She didn't want the acreage. It had a three-car garage on it that was essential to my dad's happiness because his hobby was fixing up wrecks. 

But the ironic thing is she got the acreage and lived on it when she did divorce, and he had to move. I didn't ask how that came about, but I'm sure it was about what assets there were. She did sell it just a few years after divorce and moved to a smaller town tract home where she had siblings.

She was happier after divorce. He ramped up the partying and became an extreme alcoholic with dementia.


----------



## TinyTbone (6 mo ago)

frenchpaddy said:


> If you were married , and for some reason things were not working out would you expect that person to stay with you for ever ,
> 
> just how far are you willing to go to stay married ?
> and how far do you expect your partner to go?
> ...


Ok, so for my wife and I both, the basic Tennant of till death do you part holds true. If there is a way to make us work, we will.

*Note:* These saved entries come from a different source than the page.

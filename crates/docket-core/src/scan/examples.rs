//! Example block extraction.

use super::declarations::comment_text;
use super::patterns::{CONTINUATION_MARKER, EXAMPLE_MARKER};
use crate::models::{Example, SourceLocation};

/// An example block that has not been closed yet.
struct OpenBlock<'a> {
    code: Vec<&'a str>,
    output: Vec<&'a str>,
    line: u32,
    column: u32,
}

impl OpenBlock<'_> {
    fn close(mut self, path: &str) -> Example {
        while self.output.last().is_some_and(|line| line.is_empty()) {
            self.output.pop();
        }
        Example {
            code: self.code.join("\n"),
            expected_output: if self.output.is_empty() {
                None
            } else {
                Some(self.output.join("\n"))
            },
            location: SourceLocation::new(path, self.line, self.column),
            parent: None,
        }
    }
}

/// Extract example blocks from the lines of one source unit.
///
/// A comment whose text starts with `>>>` opens a block. While it is open,
/// comment lines starting with `...` add code and every other comment line
/// adds expected output. Empty comment lines inside the output are kept,
/// trailing ones are dropped. A blank line, a code line, or the next `>>>`
/// closes it. Returned examples have no parent yet.
pub fn extract_examples(path: &str, lines: &[&str]) -> Vec<Example> {
    let mut examples = Vec::new();
    let mut current: Option<OpenBlock> = None;

    for (index, line) in lines.iter().enumerate() {
        let Some(text) = comment_text(line) else {
            if let Some(block) = current.take() {
                examples.push(block.close(path));
            }
            continue;
        };

        if let Some(first) = text.strip_prefix(EXAMPLE_MARKER) {
            if let Some(block) = current.take() {
                examples.push(block.close(path));
            }
            let column = line.find(EXAMPLE_MARKER).unwrap_or(0) as u32 + 1;
            current = Some(OpenBlock {
                code: vec![first.trim()],
                output: Vec::new(),
                line: index as u32 + 1,
                column,
            });
            continue;
        }

        let Some(block) = current.as_mut() else {
            continue;
        };

        if let Some(more) = text.strip_prefix(CONTINUATION_MARKER) {
            block.code.push(more.trim());
        } else {
            block.output.push(text);
        }
    }

    if let Some(block) = current.take() {
        examples.push(block.close(path));
    }

    examples
}

#[cfg(test)]
mod tests {
    use super::*;

    fn extract(code: &str) -> Vec<Example> {
        let lines: Vec<&str> = code.lines().collect();
        extract_examples("test.cpp", &lines)
    }

    #[test]
    fn test_single_line_example() {
        let examples = extract("/// >>> add(2, 3)\n/// 5\nint add(int a, int b);\n");
        assert_eq!(examples.len(), 1);
        assert_eq!(examples[0].code, "add(2, 3)");
        assert_eq!(examples[0].expected_output.as_deref(), Some("5"));
        assert_eq!(examples[0].location.line, 1);
    }

    #[test]
    fn test_continuation_lines() {
        let code = "/// >>> int x = 5;\n/// ... int y = 10;\n/// ... add(x, y)\n/// 15\n";
        let examples = extract(code);
        assert_eq!(examples.len(), 1);
        assert_eq!(examples[0].code, "int x = 5;\nint y = 10;\nadd(x, y)");
        assert_eq!(examples[0].expected_output.as_deref(), Some("15"));
    }

    #[test]
    fn test_no_expected_output() {
        let examples = extract("/// >>> printMessage(\"Hello\")\nvoid printMessage(const char* msg) {\n");
        assert_eq!(examples.len(), 1);
        assert_eq!(examples[0].code, "printMessage(\"Hello\")");
        assert!(examples[0].expected_output.is_none());
    }

    #[test]
    fn test_marker_opens_next_block() {
        let code = "/// >>> f(1)\n/// 1\n/// >>> f(2)\n/// 2\n";
        let examples = extract(code);
        assert_eq!(examples.len(), 2);
        assert_eq!(examples[1].code, "f(2)");
        assert_eq!(examples[1].expected_output.as_deref(), Some("2"));
        assert_eq!(examples[1].location.line, 3);
    }

    #[test]
    fn test_blank_line_closes_block() {
        let code = "// >>> f()\n\n/// not output\n";
        let examples = extract(code);
        assert_eq!(examples.len(), 1);
        assert!(examples[0].expected_output.is_none());
    }

    #[test]
    fn test_multi_line_output() {
        let code = "    /// >>> show()\n    /// a\n    /// b\n";
        let examples = extract(code);
        assert_eq!(examples[0].expected_output.as_deref(), Some("a\nb"));
        assert_eq!(examples[0].location.column, 9);
    }

    #[test]
    fn test_empty_comment_line_in_output() {
        let code = "/// >>> banner()\n/// top\n///\n/// bottom\n///\nvoid banner();\n";
        let examples = extract(code);
        assert_eq!(examples[0].expected_output.as_deref(), Some("top\n\nbottom"));
    }

    #[test]
    fn test_only_empty_comment_lines_mean_no_output() {
        let examples = extract("/// >>> f()\n///\nint f();\n");
        assert!(examples[0].expected_output.is_none());
    }

    #[test]
    fn test_plain_comments_are_ignored_outside_blocks() {
        assert!(extract("// just a note\n/// docs\nint x;\n").is_empty());
    }
}
mod output;

use clap::{Parser, Subcommand};
use color_eyre::eyre::{bail, Result, WrapErr};
use std::path::PathBuf;
use tracing_subscriber::EnvFilter;

use docket_core::engine::RunReport;
use docket_core::scan::scan_source;
use docket_core::{Config, HeuristicScanner, Session, TestFilter};

#[derive(Parser)]
#[command(name = "docket")]
#[command(about = "Run the examples in your C/C++ doc comments as tests", long_about = None)]
struct Cli {
    /// Config file (defaults to ./docket.toml, then the user config)
    #[arg(long, global = true)]
    config: Option<PathBuf>,

    /// Log every test and debug information
    #[arg(short, long, global = true)]
    verbose: bool,

    #[command(subcommand)]
    command: Commands,
}

#[derive(Subcommand)]
enum Commands {
    /// Show declarations and examples found in source files
    Scan {
        #[arg(required = true)]
        files: Vec<PathBuf>,
        /// Print the scan as JSON
        #[arg(long)]
        json: bool,
    },
    /// List the test tree
    List {
        /// Files to load (defaults to discovering under source.dir)
        files: Vec<PathBuf>,
        /// Only list tests matching this regex
        #[arg(long)]
        filter: Option<String>,
    },
    /// Run the examples
    Run {
        files: Vec<PathBuf>,
        /// Start every test at once
        #[arg(long)]
        parallel: bool,
        /// Regex over test name, id and description
        #[arg(long)]
        filter: Option<String>,
        /// Run tests from files whose path contains this
        #[arg(long = "file")]
        file_filters: Vec<String>,
        /// Run tests whose name contains this
        #[arg(long = "function")]
        function_filters: Vec<String>,
        /// Print the run report as JSON
        #[arg(long)]
        json: bool,
        /// LCOV file to merge into coverage
        #[arg(long)]
        lcov: Option<String>,
    },
    /// Run everything and fail on test failures or missed thresholds
    Verify {
        files: Vec<PathBuf>,
    },
    /// Run everything and export coverage
    Coverage {
        files: Vec<PathBuf>,
        /// Write LCOV to this path
        #[arg(long)]
        lcov_out: Option<PathBuf>,
        /// Print coverage as JSON
        #[arg(long)]
        json: bool,
    },
    /// Write a default docket.toml
    Init {
        #[arg(long)]
        force: bool,
    },
}

fn init_tracing(verbose: bool) {
    let default = if verbose { "docket_core=debug" } else { "docket_core=warn" };
    let filter = EnvFilter::try_from_default_env().unwrap_or_else(|_| EnvFilter::new(default));
    tracing_subscriber::fmt()
        .with_env_filter(filter)
        .with_writer(std::io::stderr)
        .with_target(false)
        .init();
}

fn load_config(path: Option<&PathBuf>) -> Result<Config> {
    let config = match path {
        Some(path) => Config::from_file(path)
            .wrap_err_with(|| format!("loading {}", path.display()))?,
        None => Config::load()?,
    };
    Ok(config)
}

fn file_list(files: &[PathBuf]) -> Option<&[PathBuf]> {
    (!files.is_empty()).then_some(files)
}

#[tokio::main]
async fn main() -> Result<()> {
    color_eyre::install()?;
    let cli = Cli::parse();
    init_tracing(cli.verbose);

    let mut config = load_config(cli.config.as_ref())?;
    if cli.verbose {
        config.run.verbose = true;
    }
    tracing::debug!(
        source_dir = %config.source.dir,
        parallel = config.run.parallel,
        compiler = %config.backend.compiler,
        "configuration loaded"
    );

    match cli.command {
        Commands::Scan { files, json } => {
            let scanner = HeuristicScanner::new();
            let mut dumps = Vec::new();
            for file in &files {
                let content = std::fs::read_to_string(file)
                    .wrap_err_with(|| format!("reading {}", file.display()))?;
                let scan = scan_source(&file.to_string_lossy(), &content, &scanner);
                if json {
                    dumps.push(scan.to_json());
                } else {
                    output::print_scan(&scan);
                }
            }
            if json {
                println!("{}", serde_json::to_string_pretty(&dumps)?);
            }
        }
        Commands::List { files, filter } => {
            let mut session = Session::from_config(config)?;
            session.load(file_list(&files))?;
            match filter {
                Some(pattern) => {
                    for test in session.filter_tests(&pattern)? {
                        println!("{} [{}] {}", test.name, test.id, test.description);
                    }
                }
                None => output::print_tree(session.tree()),
            }
        }
        Commands::Run {
            files,
            parallel,
            filter,
            file_filters,
            function_filters,
            json,
            lcov,
        } => {
            if parallel {
                config.run.parallel = true;
            }
            if lcov.is_some() {
                config.coverage.lcov = lcov;
            }
            let verbose = config.run.verbose;

            let mut test_filter = TestFilter::new();
            if let Some(pattern) = &filter {
                test_filter = test_filter.with_pattern(pattern)?;
            }
            test_filter.files = file_filters;
            test_filter.functions = function_filters;

            let mut session = Session::from_config(config)?;
            session.load(file_list(&files))?;

            let pb = output::spinner(&format!("Running {} tests", session.test_count()), json);
            let summary = session.run(test_filter).await?;
            pb.finish_and_clear();

            if json {
                let report = RunReport::new(&summary, Some(*session.coverage().summary()));
                println!("{}", report.to_json_pretty()?);
            } else {
                output::print_results(session.tree(), &summary, verbose);
            }

            if !summary.is_success() {
                std::process::exit(1);
            }
        }
        Commands::Verify { files } => {
            let mut session = Session::from_config(config)?;
            session.load(file_list(&files))?;

            let pb = output::spinner("Verifying", false);
            let verification = session.run_verify().await?;
            pb.finish_and_clear();

            output::print_results(session.tree(), &verification.summary, false);
            output::print_coverage(session.coverage().summary(), &verification.thresholds);

            if !verification.passed() {
                std::process::exit(1);
            }
        }
        Commands::Coverage {
            files,
            lcov_out,
            json,
        } => {
            let mut session = Session::from_config(config)?;
            session.load(file_list(&files))?;
            session.run(TestFilter::new()).await?;

            let coverage = session.coverage();
            if let Some(path) = lcov_out {
                std::fs::write(&path, coverage.to_lcov())
                    .wrap_err_with(|| format!("writing {}", path.display()))?;
            }
            if json {
                println!("{}", serde_json::to_string_pretty(&coverage.to_json())?);
            } else {
                output::print_coverage(coverage.summary(), &coverage.check_thresholds());
            }
        }
        Commands::Init { force } => {
            let path = PathBuf::from(docket_core::config::DEFAULT_CONFIG_FILE);
            if path.exists() && !force {
                bail!("{} already exists (use --force to overwrite)", path.display());
            }
            std::fs::write(&path, Config::default_config_string())?;
            println!("Wrote {}", path.display());
        }
    }

    Ok(())
}
//! A single runnable example and its state machine.

use serde::{Deserialize, Serialize};
use std::fmt;
use std::time::{Duration, Instant};
use thiserror::Error;

use crate::config::DEFAULT_TEST_TIMEOUT_MS;
use crate::engine::{execute_with_deadline, BackendError, ExecutionBackend, ExecutionRequest};
use crate::models::{Declaration, Example};

/// Lifecycle state of a [`Test`].
///
/// `Pending -> Running -> {Passed, Failed, Error}` and `Pending -> Skipped`.
#[derive(Debug, Clone, Copy, Default, PartialEq, Eq, Hash, Serialize, Deserialize)]
#[serde(rename_all = "lowercase")]
pub enum TestStatus {
    #[default]
    Pending,
    Running,
    Passed,
    Failed,
    Error,
    Skipped,
}

impl TestStatus {
    /// No transition leaves a terminal state.
    pub fn is_terminal(self) -> bool {
        matches!(
            self,
            TestStatus::Passed | TestStatus::Failed | TestStatus::Error | TestStatus::Skipped
        )
    }

    /// One-character marker for listings.
    pub fn symbol(self) -> &'static str {
        match self {
            TestStatus::Pending => "·",
            TestStatus::Running => "…",
            TestStatus::Passed => "✓",
            TestStatus::Failed => "✗",
            TestStatus::Error => "!",
            TestStatus::Skipped => "-",
        }
    }
}

impl fmt::Display for TestStatus {
    fn fmt(&self, f: &mut fmt::Formatter<'_>) -> fmt::Result {
        let name = match self {
            TestStatus::Pending => "pending",
            TestStatus::Running => "running",
            TestStatus::Passed => "passed",
            TestStatus::Failed => "failed",
            TestStatus::Error => "error",
            TestStatus::Skipped => "skipped",
        };
        f.write_str(name)
    }
}

/// Outcome of one execution.
#[derive(Debug, Clone, PartialEq, Eq)]
pub struct TestResult {
    pub status: TestStatus,
    pub output: Option<String>,
    /// Mismatch diagnostic or backend message.
    pub error: Option<String>,
    /// Wall-clock time spent running; absent for skipped tests.
    pub duration: Option<Duration>,
}

impl TestResult {
    pub fn skipped() -> Self {
        Self {
            status: TestStatus::Skipped,
            output: None,
            error: None,
            duration: None,
        }
    }
}

#[derive(Debug, Error, PartialEq, Eq)]
pub enum TestError {
    #[error("Invalid transition: {from} -> {to}")]
    InvalidTransition { from: TestStatus, to: TestStatus },
}

/// One example wrapped as a runnable unit.
#[derive(Debug, Clone)]
pub struct Test {
    /// `<file>:<line>:<index>`
    pub id: String,
    pub name: String,
    pub code: String,
    pub expected_output: Option<String>,
    pub description: String,
    pub timeout: Duration,
    pub source_file: String,
    /// Name of the declaration the example documents.
    pub declaration: Option<String>,
    status: TestStatus,
    result: Option<TestResult>,
}

impl Test {
    pub fn new(id: impl Into<String>, name: impl Into<String>, code: impl Into<String>) -> Self {
        let id = id.into();
        let source_file = file_of_id(&id).to_string();
        Self {
            id,
            name: name.into(),
            code: code.into(),
            expected_output: None,
            description: String::new(),
            timeout: Duration::from_millis(DEFAULT_TEST_TIMEOUT_MS),
            source_file,
            declaration: None,
            status: TestStatus::Pending,
            result: None,
        }
    }

    pub fn with_expected_output(mut self, expected: impl Into<String>) -> Self {
        self.expected_output = Some(expected.into());
        self
    }

    pub fn with_description(mut self, description: impl Into<String>) -> Self {
        self.description = description.into();
        self
    }

    pub fn with_timeout(mut self, timeout: Duration) -> Self {
        self.timeout = timeout;
        self
    }

    /// Build the test for the `index`-th example of a source unit.
    pub fn from_example(
        example: &Example,
        parent: Option<&Declaration>,
        index: usize,
        timeout: Duration,
    ) -> Self {
        let file = &example.location.file;
        let line = example.line();
        let name = match parent {
            Some(decl) => format!("{} - Test {}", decl.name, index + 1),
            None => format!("DocTest {}", index + 1),
        };

        let mut test = Test::new(format!("{}:{}:{}", file, line, index), name, &example.code)
            .with_description(format!("Test at {}:{}", file, line))
            .with_timeout(timeout);
        test.expected_output = example.expected_output.clone();
        test.declaration = parent.map(|d| d.name.clone());
        test
    }

    pub fn status(&self) -> TestStatus {
        self.status
    }

    pub fn result(&self) -> Option<&TestResult> {
        self.result.as_ref()
    }

    /// `Pending -> Running`.
    pub fn start(&mut self) -> Result<(), TestError> {
        self.transition(TestStatus::Pending, TestStatus::Running)
    }

    /// `Pending -> Skipped`.
    pub fn skip(&mut self) -> Result<TestResult, TestError> {
        self.transition(TestStatus::Pending, TestStatus::Skipped)?;
        let result = TestResult::skipped();
        self.result = Some(result.clone());
        Ok(result)
    }

    /// `Running -> {Passed, Failed, Error}` from a backend outcome.
    pub fn finish(
        &mut self,
        outcome: Result<String, BackendError>,
        duration: Duration,
    ) -> Result<TestResult, TestError> {
        let result = match outcome {
            Ok(output) => match &self.expected_output {
                Some(expected) if *expected != output => TestResult {
                    status: TestStatus::Failed,
                    error: Some(format!("Expected: {}, Got: {}", expected, output)),
                    output: Some(output),
                    duration: Some(duration),
                },
                _ => TestResult {
                    status: TestStatus::Passed,
                    output: Some(output),
                    error: None,
                    duration: Some(duration),
                },
            },
            Err(e) => TestResult {
                status: TestStatus::Error,
                output: None,
                error: Some(e.to_string()),
                duration: Some(duration),
            },
        };

        self.transition(TestStatus::Running, result.status)?;
        self.result = Some(result.clone());
        Ok(result)
    }

    /// Back to `Pending` with no result, ready for another run.
    pub fn reset(&mut self) {
        self.status = TestStatus::Pending;
        self.result = None;
    }

    pub fn request(&self) -> ExecutionRequest {
        ExecutionRequest {
            test_id: self.id.clone(),
            code: self.code.clone(),
            source_file: self.source_file.clone(),
            timeout: self.timeout,
        }
    }

    /// Execute through `backend`. Backend failures become an `Error` result.
    pub async fn run(&mut self, backend: &dyn ExecutionBackend) -> Result<TestResult, TestError> {
        self.start()?;
        let request = self.request();
        let started = Instant::now();
        let outcome = execute_with_deadline(backend, &request).await;
        if let Err(e) = &outcome {
            tracing::debug!(test = %self.id, backend = backend.name(), error = %e, "backend failure");
        }
        let result = self.finish(outcome, started.elapsed())?;
        tracing::debug!(test = %self.id, status = %result.status, "test finished");
        Ok(result)
    }

    fn transition(&mut self, from: TestStatus, to: TestStatus) -> Result<(), TestError> {
        if self.status != from {
            return Err(TestError::InvalidTransition {
                from: self.status,
                to,
            });
        }
        self.status = to;
        Ok(())
    }
}

/// File portion of a `<file>:<line>:<index>` id.
///
/// Split from the right so paths containing `:` survive.
pub fn file_of_id(id: &str) -> &str {
    let mut parts = id.rsplitn(3, ':');
    match (parts.next(), parts.next(), parts.next()) {
        (Some(_), Some(_), Some(file)) => file,
        _ => id,
    }
}

#[cfg(test)]
mod tests {
    use super::*;
    use crate::models::{DeclarationKind, SourceLocation};

    fn example(code: &str, expected: Option<&str>) -> Example {
        Example {
            code: code.to_string(),
            expected_output: expected.map(str::to_string),
            location: SourceLocation::new("src/math.cpp", 12, 5),
            parent: None,
        }
    }

    #[test]
    fn test_from_example_naming() {
        let decl = Declaration::new(
            "add",
            DeclarationKind::Function,
            SourceLocation::new("src/math.cpp", 10, 5),
        );
        let test = Test::from_example(
            &example("add(1, 2)", Some("3")),
            Some(&decl),
            0,
            Duration::from_secs(10),
        );
        assert_eq!(test.id, "src/math.cpp:12:0");
        assert_eq!(test.name, "add - Test 1");
        assert_eq!(test.description, "Test at src/math.cpp:12");
        assert_eq!(test.declaration.as_deref(), Some("add"));
        assert_eq!(test.source_file, "src/math.cpp");

        let bare = Test::from_example(&example("1", None), None, 2, Duration::from_secs(10));
        assert_eq!(bare.name, "DocTest 3");
    }

    #[test]
    fn test_default_timeout() {
        let test = Test::new("a.cpp:1:0", "t", "1");
        assert_eq!(test.timeout, Duration::from_millis(5_000));
    }

    #[test]
    fn test_pass_without_expected() {
        let mut test = Test::new("a.cpp:1:0", "t", "f()");
        test.start().unwrap();
        let result = test.finish(Ok("anything".into()), Duration::from_millis(3)).unwrap();
        assert_eq!(result.status, TestStatus::Passed);
        assert_eq!(test.status(), TestStatus::Passed);
    }

    #[test]
    fn test_mismatch_fails() {
        let mut test = Test::new("a.cpp:1:0", "t", "add(2, 2)").with_expected_output("5");
        test.start().unwrap();
        let result = test.finish(Ok("4".into()), Duration::from_millis(1)).unwrap();
        assert_eq!(result.status, TestStatus::Failed);
        assert_eq!(result.error.as_deref(), Some("Expected: 5, Got: 4"));
        assert!(result.duration.is_some());
    }

    #[test]
    fn test_backend_error() {
        let mut test = Test::new("a.cpp:1:0", "t", "x");
        test.start().unwrap();
        let result = test
            .finish(Err(BackendError::Compile("bad".into())), Duration::ZERO)
            .unwrap();
        assert_eq!(result.status, TestStatus::Error);
        assert_eq!(result.error.as_deref(), Some("Compilation failed: bad"));
    }

    #[test]
    fn test_invalid_transitions() {
        let mut test = Test::new("a.cpp:1:0", "t", "x");
        assert_eq!(
            test.finish(Ok(String::new()), Duration::ZERO),
            Err(TestError::InvalidTransition {
                from: TestStatus::Pending,
                to: TestStatus::Passed
            })
        );

        test.skip().unwrap();
        assert!(test.status().is_terminal());
        assert!(test.start().is_err());

        test.reset();
        assert_eq!(test.status(), TestStatus::Pending);
        assert!(test.result().is_none());
    }

    #[test]
    fn test_file_of_id() {
        assert_eq!(file_of_id("src/a.cpp:10:0"), "src/a.cpp");
        assert_eq!(file_of_id("C:/x/a.cpp:3:1"), "C:/x/a.cpp");
        assert_eq!(file_of_id("plain"), "plain");
    }
}
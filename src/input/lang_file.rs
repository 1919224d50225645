//! Lang file input definitions

use std::path::{
    Path,
    PathBuf,
};

use serde_json::{
    Map,
    Value,
};
use thiserror::Error;

/// Top-level key naming the locale a lang file belongs to.
pub const IDENTIFIER_KEY: &str = "identifier";

/// Parsed lang file: top-level keys to strings or nested mappings.
pub type LangDocument = Map<String, Value>;

#[derive(Error, Debug)]
pub enum LoadError {
    #[error("Failed to read lang file: {0}")]
    Io(#[from] std::io::Error),

    #[error("Failed to parse JSON: {0}")]
    Json(#[from] serde_json::Error),

    #[error("Failed to parse YAML: {0}")]
    Yaml(#[from] serde_yaml::Error),

    #[error("Unsupported lang file format: {0}")]
    UnsupportedFormat(String),
}

/// Parser backends for lang files.
#[derive(Debug, Clone, Copy, PartialEq, Eq)]
pub enum LangFormat {
    Json,
    /// YAML, also used for `.ini` lang files.
    Yaml,
}

impl LangFormat {
    /// Picks a format from the file extension (case-insensitive).
    #[must_use]
    pub fn from_path(path: &Path) -> Option<Self> {
        let extension = path.extension()?.to_str()?.to_ascii_lowercase();
        match extension.as_str() {
            "json" => Some(Self::Json),
            "yml" | "yaml" | "ini" => Some(Self::Yaml),
            _ => None,
        }
    }

    /// Parses `content` into a lang document.
    ///
    /// Empty files and roots that are not a mapping yield an empty document, which
    /// initialization then rejects for lacking an `identifier`. Only syntax errors
    /// fail here.
    pub fn parse(self, content: &str) -> Result<LangDocument, LoadError> {
        if content.trim().is_empty() {
            return Ok(LangDocument::new());
        }

        let value: Value = match self {
            Self::Json => serde_json::from_str(content)?,
            Self::Yaml => serde_yaml::from_str(content)?,
        };

        match value {
            Value::Object(map) => Ok(map),
            other => {
                tracing::debug!(root = %other, "Lang file root is not a mapping");
                Ok(LangDocument::new())
            }
        }
    }
}

/// Turns a lang file into a [`LangDocument`].
///
/// Hosts with their own config layer implement this; [`FileLoader`] covers plain files.
pub trait StructuredLoader {
    fn load(&self, path: &Path) -> Result<LangDocument, LoadError>;
}

/// Reads lang files from disk, choosing the parser by extension.
#[derive(Debug, Default, Clone, Copy)]
pub struct FileLoader;

impl StructuredLoader for FileLoader {
    fn load(&self, path: &Path) -> Result<LangDocument, LoadError> {
        let format = LangFormat::from_path(path).ok_or_else(|| {
            LoadError::UnsupportedFormat(
                path.extension().and_then(|e| e.to_str()).unwrap_or("(none)").to_string(),
            )
        })?;

        let content = std::fs::read_to_string(path)?;
        format.parse(&content)
    }
}

/// One lang file handed to initialization: its path and the loader's verdict.
#[derive(Debug)]
pub struct LangSource {
    pub path: PathBuf,
    pub document: Result<LangDocument, LoadError>,
}

impl LangSource {
    #[must_use]
    pub fn new(path: impl Into<PathBuf>, document: Result<LangDocument, LoadError>) -> Self {
        Self { path: path.into(), document }
    }

    /// Loads `path` with `loader`, keeping a failure instead of returning it.
    pub fn load(loader: &dyn StructuredLoader, path: &Path) -> Self {
        Self::new(path, loader.load(path))
    }

    /// File name for diagnostics, or the full path if it has none.
    #[must_use]
    pub fn file_name(&self) -> String {
        self.path.file_name().map_or_else(
            || self.path.display().to_string(),
            |name| name.to_string_lossy().into_owned(),
        )
    }
}
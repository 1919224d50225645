//! Settings file loading.

use std::path::Path;

use super::{
    LocaleSettings,
    SettingsError,
};

/// Name of the settings file inside the plugin data folder.
pub const SETTINGS_FILE_NAME: &str = "locale.json";

/// Reads `locale.json` from the data folder.
///
/// # Returns
/// - `Ok(Some(settings))`: the file exists and parsed
/// - `Ok(None)`: no settings file
/// - `Err(SettingsError)`: read or parse failure
pub(super) fn load_from_data_folder(
    data_folder: &Path,
) -> Result<Option<LocaleSettings>, SettingsError> {
    let settings_path = data_folder.join(SETTINGS_FILE_NAME);

    if !settings_path.exists() {
        tracing::debug!("Settings file not found: {:?}", settings_path);
        return Ok(None);
    }

    tracing::debug!("Loading settings from: {:?}", settings_path);

    let content = std::fs::read_to_string(&settings_path)?;
    let settings: LocaleSettings = serde_json::from_str(&content)?;

    Ok(Some(settings))
}

impl LocaleSettings {
    /// Loads and validates the settings of a data folder, falling back to defaults
    /// when no settings file exists.
    pub fn load(data_folder: &Path) -> Result<Self, SettingsError> {
        let settings = load_from_data_folder(data_folder)?.unwrap_or_default();
        settings.validate().map_err(SettingsError::ValidationErrors)?;
        tracing::debug!("Settings loaded: {:?}", settings);
        Ok(settings)
    }
}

After 38 years together and about a 4 month courtship, we both see the ups and downs of a life together. We are not the same people at the alter. We have grown up, had many experiences in life, had a child and matured. Silver now adorns our hair and we are starting to get wrinkles. Yet when I hold her, I see that young lady looking into my eyes as we said our vows. Saw the hopes, the happiness, the fears and worry of what the future holds.
More now than ever, she is SO worth fighting for, WE are so fighting for! She supported me through 16 and one half years of a Navy career. Dealt with so many long months alone and separated. Kept our lives going while mine went on hold. She did honor to our country and me. She has had to deal with a husband so plagued mentally by untreated ADHD that I fit the description of Dr Jekyll and Mr Hyde. She sacrificed for us, she sacrificed her body to give me the most precious gift...a daughter! We have both made our mistakes in life and in love, yet here we are healing, learning and loving more than ever. We found one another again after so many different paths through life. She is my wife, friend, confidant, mother of our child and yes, my lover! SHE is so worth fighting for and I will continue the good fight till I die or she leaves!
Let no man put asunder what God has joined this day, 03 August, the year of our Lord, 1984.


----------



## oldshirt (Apr 1, 2017)

I haven't read any of the replies and to be honest, I did not even finish reading the OP. 

But to address the title and the first few sentences of the OP in regards to staying together forever. 

IMHO the concept of "Till Death Do Us Part" and the steadfast determinism of marriage for life and damn the torpedos, has caused more pain and more suffering and misery and even outright abuse and violence and in some cases even murder, than almost any other concept in regards to relationships. 

In what other realm of human existence other than maybe slavery or prison, is it ok for people to feel forced to exist in misery and abuse without means of extricating themselves from such? People are even allowed to separate from the military before the end of their enlistment if they are willing to go through all the paperwork. 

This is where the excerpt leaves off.